ISO 27001 requires regular security assessments.
GDPR (Q4 2025 amendments) emphasizes ongoing compliance verification.
EU AI Act (August 2026 enforcement) requires continuous risk management for AI systems.
All of these frameworks want the same thing: proof that your controls work, continuously, not just at audit time.
What a Unified Pipeline Looks Like
Instead of separate “security checks” and “compliance checks,” I’m helping clients build integrated pipelines:
Policy Engine Layer: One set of policies that encode both security requirements and regulatory requirements.

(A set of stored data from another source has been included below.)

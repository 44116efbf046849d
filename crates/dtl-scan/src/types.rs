use dtl_core::TokenSet;
use serde::{Deserialize, Serialize};

/// Everything a rule needs to evaluate one file.
#[derive(Clone, Copy, Debug)]
pub struct ScanInput<'a> {
    pub file: &'a str,
    pub text: &'a str,
    pub tokens: &'a TokenSet,
}

impl<'a> ScanInput<'a> {
    pub fn new(file: &'a str, text: &'a str, tokens: &'a TokenSet) -> Self {
        Self { file, text, tokens }
    }

    /// 1-based line of a byte offset into `text`.
    pub fn line_at(&self, offset: usize) -> usize {
        line_at(self.text, offset)
    }
}

pub fn line_at(text: &str, offset: usize) -> usize {
    text.as_bytes()[..offset].iter().filter(|b| **b == b'\n').count() + 1
}

/// File-level content every page must reference.
#[derive(Clone, Debug, Serialize, Deserialize, PartialEq, Eq)]
#[serde(default)]
pub struct Requirements {
    pub stylesheets: Vec<String>,
    /// Any one of these spellings satisfies the font import.
    pub fonts: Vec<String>,
}

impl Default for Requirements {
    fn default() -> Self {
        Self {
            stylesheets: vec!["styles.css".to_string(), "components.css".to_string()],
            fonts: vec!["Space+Grotesk".to_string(), "Space Grotesk".to_string()],
        }
    }
}
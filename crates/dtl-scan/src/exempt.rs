use serde::{Deserialize, Serialize};

#[derive(Clone, Debug, Serialize, Deserialize, PartialEq, Eq)]
pub struct Exemption {
    pub pattern: String,
    pub reason: String,
}

impl Exemption {
    pub fn new(pattern: &str, reason: &str) -> Self {
        Self {
            pattern: pattern.to_string(),
            reason: reason.to_string(),
        }
    }
}

pub trait ExemptionPolicy: Send + Sync {
    /// Reason the file is exempt, if it is.
    fn exempts(&self, file_name: &str) -> Option<&str>;
}

/// Exempts files whose name equals a listed pattern.
#[derive(Clone, Debug, Default)]
pub struct ExactNamePolicy {
    pub entries: Vec<Exemption>,
}

impl ExemptionPolicy for ExactNamePolicy {
    fn exempts(&self, file_name: &str) -> Option<&str> {
        self.entries
            .iter()
            .find(|e| e.pattern == file_name)
            .map(|e| e.reason.as_str())
    }
}

/// Exempts files whose name starts with a listed pattern.
#[derive(Clone, Debug, Default)]
pub struct PrefixPolicy {
    pub entries: Vec<Exemption>,
}

impl ExemptionPolicy for PrefixPolicy {
    fn exempts(&self, file_name: &str) -> Option<&str> {
        self.entries
            .iter()
            .find(|e| file_name.starts_with(&e.pattern))
            .map(|e| e.reason.as_str())
    }
}

/// Both policies, exact names consulted first.
#[derive(Clone, Debug, Default)]
pub struct Exemptions {
    pub names: ExactNamePolicy,
    pub prefixes: PrefixPolicy,
}

impl Exemptions {
    pub fn new(names: Vec<Exemption>, prefixes: Vec<Exemption>) -> Self {
        Self {
            names: ExactNamePolicy { entries: names },
            prefixes: PrefixPolicy { entries: prefixes },
        }
    }

    pub fn builtin() -> Self {
        Self::new(default_exempt_names(), default_exempt_prefixes())
    }

    pub fn check(&self, file_name: &str) -> Option<&str> {
        self.names
            .exempts(file_name)
            .or_else(|| self.prefixes.exempts(file_name))
    }
}

pub fn default_exempt_names() -> Vec<Exemption> {
    vec![Exemption::new("brandbook.html", "brand reference")]
}

pub fn default_exempt_prefixes() -> Vec<Exemption> {
    vec![Exemption::new("wireframe-", "wireframe, no brand styling")]
}
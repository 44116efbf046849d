use std::path::PathBuf;

use thiserror::Error;

#[derive(Debug, Error)]
pub enum CoreError {
    #[error("token source not found: {0}")]
    TokenSourceMissing(PathBuf),
    #[error("failed to read {path}")]
    Read {
        path: PathBuf,
        #[source]
        source: std::io::Error,
    },
}

pub type CoreResult<T> = Result<T, CoreError>;
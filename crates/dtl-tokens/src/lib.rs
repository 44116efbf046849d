pub mod extract;

pub use extract::*;
use std::path::{Path, PathBuf};

use anyhow::{Context, Result};
use dtl_core::{FileOutcome, RunReport, TokenSet};
use dtl_scan::{Exemptions, Scanner};
use dtl_tokens::extract_tokens;
use tracing::{debug, info};

use crate::{
    util::{list_candidates, Candidate},
    Config,
};

pub struct Runner {
    pub root: PathBuf,
    pub cfg: Config,
    pub exemptions: Exemptions,
    pub scanner: Scanner,
}

impl Runner {
    pub fn open(root: PathBuf) -> Result<Self> {
        let cfg = Config::load_or_default(&root)?;
        Ok(Self::with_config(root, cfg))
    }

    pub fn with_config(root: PathBuf, cfg: Config) -> Self {
        let exemptions = cfg.exemptions();
        let scanner = Scanner::new(&cfg.requirements);
        Self {
            root,
            cfg,
            exemptions,
            scanner,
        }
    }

    /// Writes the default config unless one already exists. Returns its path.
    pub fn init_root(root: &Path) -> Result<PathBuf> {
        let cfg_path = Config::config_path(root);
        if !cfg_path.exists() {
            Config::default().save_to(&cfg_path)?;
        }
        Ok(cfg_path)
    }

    /// Allow-set from the token stylesheet. Fails if the stylesheet is missing.
    pub fn tokens(&self) -> Result<TokenSet> {
        let css = self.cfg.css_path(&self.root);
        let tokens = extract_tokens(&css, self.cfg.palette.always_allowed.as_slice())?;
        Ok(tokens)
    }

    /// Full lint pass. HTML files are only read once the token source has
    /// been loaded; any unreadable file aborts the run.
    pub fn run(&self) -> Result<RunReport> {
        let tokens = self.tokens()?;
        let css_name = self
            .cfg
            .css_path(&self.root)
            .file_name()
            .map(|n| n.to_string_lossy().into_owned())
            .unwrap_or_else(|| self.cfg.sources.css.clone());
        let mut report = RunReport::new(css_name, tokens.len());

        let dir = self.cfg.html_dir(&self.root);
        for page in list_candidates(&dir, &self.cfg.sources.extension)? {
            let outcome = self.check_file(&page, &tokens)?;
            report.push(page.name, outcome);
        }

        info!(
            files = report.files.len(),
            violations = report.total_violations(),
            failing = report.failing_files(),
            "lint run complete"
        );
        Ok(report)
    }

    pub fn check_file(&self, page: &Candidate, tokens: &TokenSet) -> Result<FileOutcome> {
        let name = page.name.as_str();
        if let Some(reason) = self.exemptions.check(name) {
            debug!(file = name, reason, "exempt");
            return Ok(FileOutcome::Exempt {
                reason: reason.to_string(),
            });
        }
        let text = std::fs::read_to_string(&page.path).with_context(|| format!("read {}", page.path.display()))?;
        Ok(FileOutcome::from_violations(self.scanner.scan(name, &text, tokens)))
    }
}
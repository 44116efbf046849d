use serde::{Deserialize, Serialize};

use crate::model::ViolationKind;

/// One policy deviation found in a scanned file.
///
/// `line` is 1-based; 0 marks a file-level finding.
#[derive(Clone, Debug, Serialize, Deserialize, PartialEq, Eq)]
pub struct Violation {
    pub file: String,
    pub line: usize,
    pub kind: ViolationKind,
    pub value: String,
    pub message: String,
}

impl Violation {
    pub fn new(file: &str, line: usize, kind: ViolationKind, value: impl Into<String>, message: impl Into<String>) -> Self {
        Self {
            file: file.to_string(),
            line,
            kind,
            value: value.into(),
            message: message.into(),
        }
    }

    pub fn is_file_level(&self) -> bool {
        self.line == 0
    }
}

#[derive(Clone, Debug, Serialize, Deserialize, PartialEq, Eq)]
#[serde(tag = "status", rename_all = "snake_case")]
pub enum FileOutcome {
    Clean,
    Exempt { reason: String },
    Violations { violations: Vec<Violation> },
}

impl FileOutcome {
    pub fn from_violations(violations: Vec<Violation>) -> Self {
        if violations.is_empty() {
            FileOutcome::Clean
        } else {
            FileOutcome::Violations { violations }
        }
    }

    pub fn violations(&self) -> &[Violation] {
        match self {
            FileOutcome::Violations { violations } => violations,
            _ => &[],
        }
    }

    pub fn passed(&self) -> bool {
        !matches!(self, FileOutcome::Violations { .. })
    }
}

#[derive(Clone, Debug, Serialize, Deserialize, PartialEq, Eq)]
pub struct FileReport {
    pub name: String,
    pub outcome: FileOutcome,
}
pub mod error;
pub mod model;
pub mod report;
pub mod tokens;
pub mod types;

pub use error::*;
pub use model::*;
pub use report::*;
pub use tokens::*;
pub use types::*;
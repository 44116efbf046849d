use std::collections::BTreeSet;

use serde::{Deserialize, Serialize};

/// Allow-list of palette values derived from the token stylesheet.
///
/// Colors are stored uppercased so lookups are case-insensitive. Fonts, radii
/// and shadows are carried for reporting but never populated by the extractor.
#[derive(Clone, Debug, Default, Serialize, Deserialize, PartialEq, Eq)]
pub struct TokenSet {
    colors: BTreeSet<String>,
    #[serde(default)]
    pub fonts: Vec<String>,
    #[serde(default)]
    pub radii: Vec<String>,
    #[serde(default)]
    pub shadows: Vec<String>,
}

impl TokenSet {
    pub fn new() -> Self {
        Self::default()
    }

    pub fn insert_color(&mut self, hex: &str) -> bool {
        self.colors.insert(hex.to_ascii_uppercase())
    }

    pub fn contains_color(&self, hex: &str) -> bool {
        self.colors.contains(&hex.to_ascii_uppercase())
    }

    pub fn colors(&self) -> impl Iterator<Item = &str> {
        self.colors.iter().map(|c| c.as_str())
    }

    pub fn len(&self) -> usize {
        self.colors.len()
    }

    pub fn is_empty(&self) -> bool {
        self.colors.is_empty()
    }
}

impl<S: AsRef<str>> FromIterator<S> for TokenSet {
    fn from_iter<I: IntoIterator<Item = S>>(iter: I) -> Self {
        let mut set = TokenSet::new();
        for c in iter {
            set.insert_color(c.as_ref());
        }
        set
    }
}
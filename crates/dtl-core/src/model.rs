use std::fmt;

use serde::{Deserialize, Serialize};

#[derive(Clone, Copy, Debug, Serialize, Deserialize, PartialEq, Eq, Hash, PartialOrd, Ord)]
#[serde(rename_all = "SCREAMING_SNAKE_CASE")]
pub enum ViolationKind {
    UnknownColor,
    RgbColor,
    HardcodedFont,
    HardcodedShadow,
    HardcodedRadius,
    UnknownColorInStyle,
    MissingStylesheet,
    MissingFont,
}

impl ViolationKind {
    pub fn as_str(&self) -> &'static str {
        match self {
            ViolationKind::UnknownColor => "UNKNOWN_COLOR",
            ViolationKind::RgbColor => "RGB_COLOR",
            ViolationKind::HardcodedFont => "HARDCODED_FONT",
            ViolationKind::HardcodedShadow => "HARDCODED_SHADOW",
            ViolationKind::HardcodedRadius => "HARDCODED_RADIUS",
            ViolationKind::UnknownColorInStyle => "UNKNOWN_COLOR_IN_STYLE",
            ViolationKind::MissingStylesheet => "MISSING_STYLESHEET",
            ViolationKind::MissingFont => "MISSING_FONT",
        }
    }
}

impl fmt::Display for ViolationKind {
    fn fmt(&self, f: &mut fmt::Formatter<'_>) -> fmt::Result {
        f.write_str(self.as_str())
    }
}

Using tools like Open Policy Agent or Cloud Custodian.
Examples:
- Security: “Database must require TLS 1.2+”
- Compliance: “SOC 2 CC6.7 requires encrypted data in transit”
- Implementation: Same policy checks both requirements
Automated Evidence Collection: Continuous monitoring that generates evidence for both security posture and compliance status.
- Container image scans → Security vulnerability reports + SOC 2 change management evidence
- Infrastructure-as-code checks → Security misconfigurations + ISO 27001 configuration management evidence
- Access logs → Security incident detection + GDPR data access auditing
Continuous Control Monitoring: Real-time dashboards showing both security posture and compliance posture. Not separate dashboards - unified view.
The Technical Stack
Here’s what actually works in production:
Policy-as-Code: OPA, Kyverno, or Cloud Custodian for policy enforcement
Evidence Collection: Custom automation + tools like Drata, Vanta, or Secureframe
Security Scanning: Snyk, Trivy, or Aqua integrated into CI/CD
Audit Logging: Centralized logging with immutable storage (security + compliance requirement)
Control Monitoring: Custom dashboards or GRC platforms
The key: all of these feed into a single compliance data warehouse. One source of truth.
The Wins
Clients who’ve done this are seeing:
Faster Audits: Evidence is already collected. Last SOC 2 audit took 1 week instead of 4 weeks.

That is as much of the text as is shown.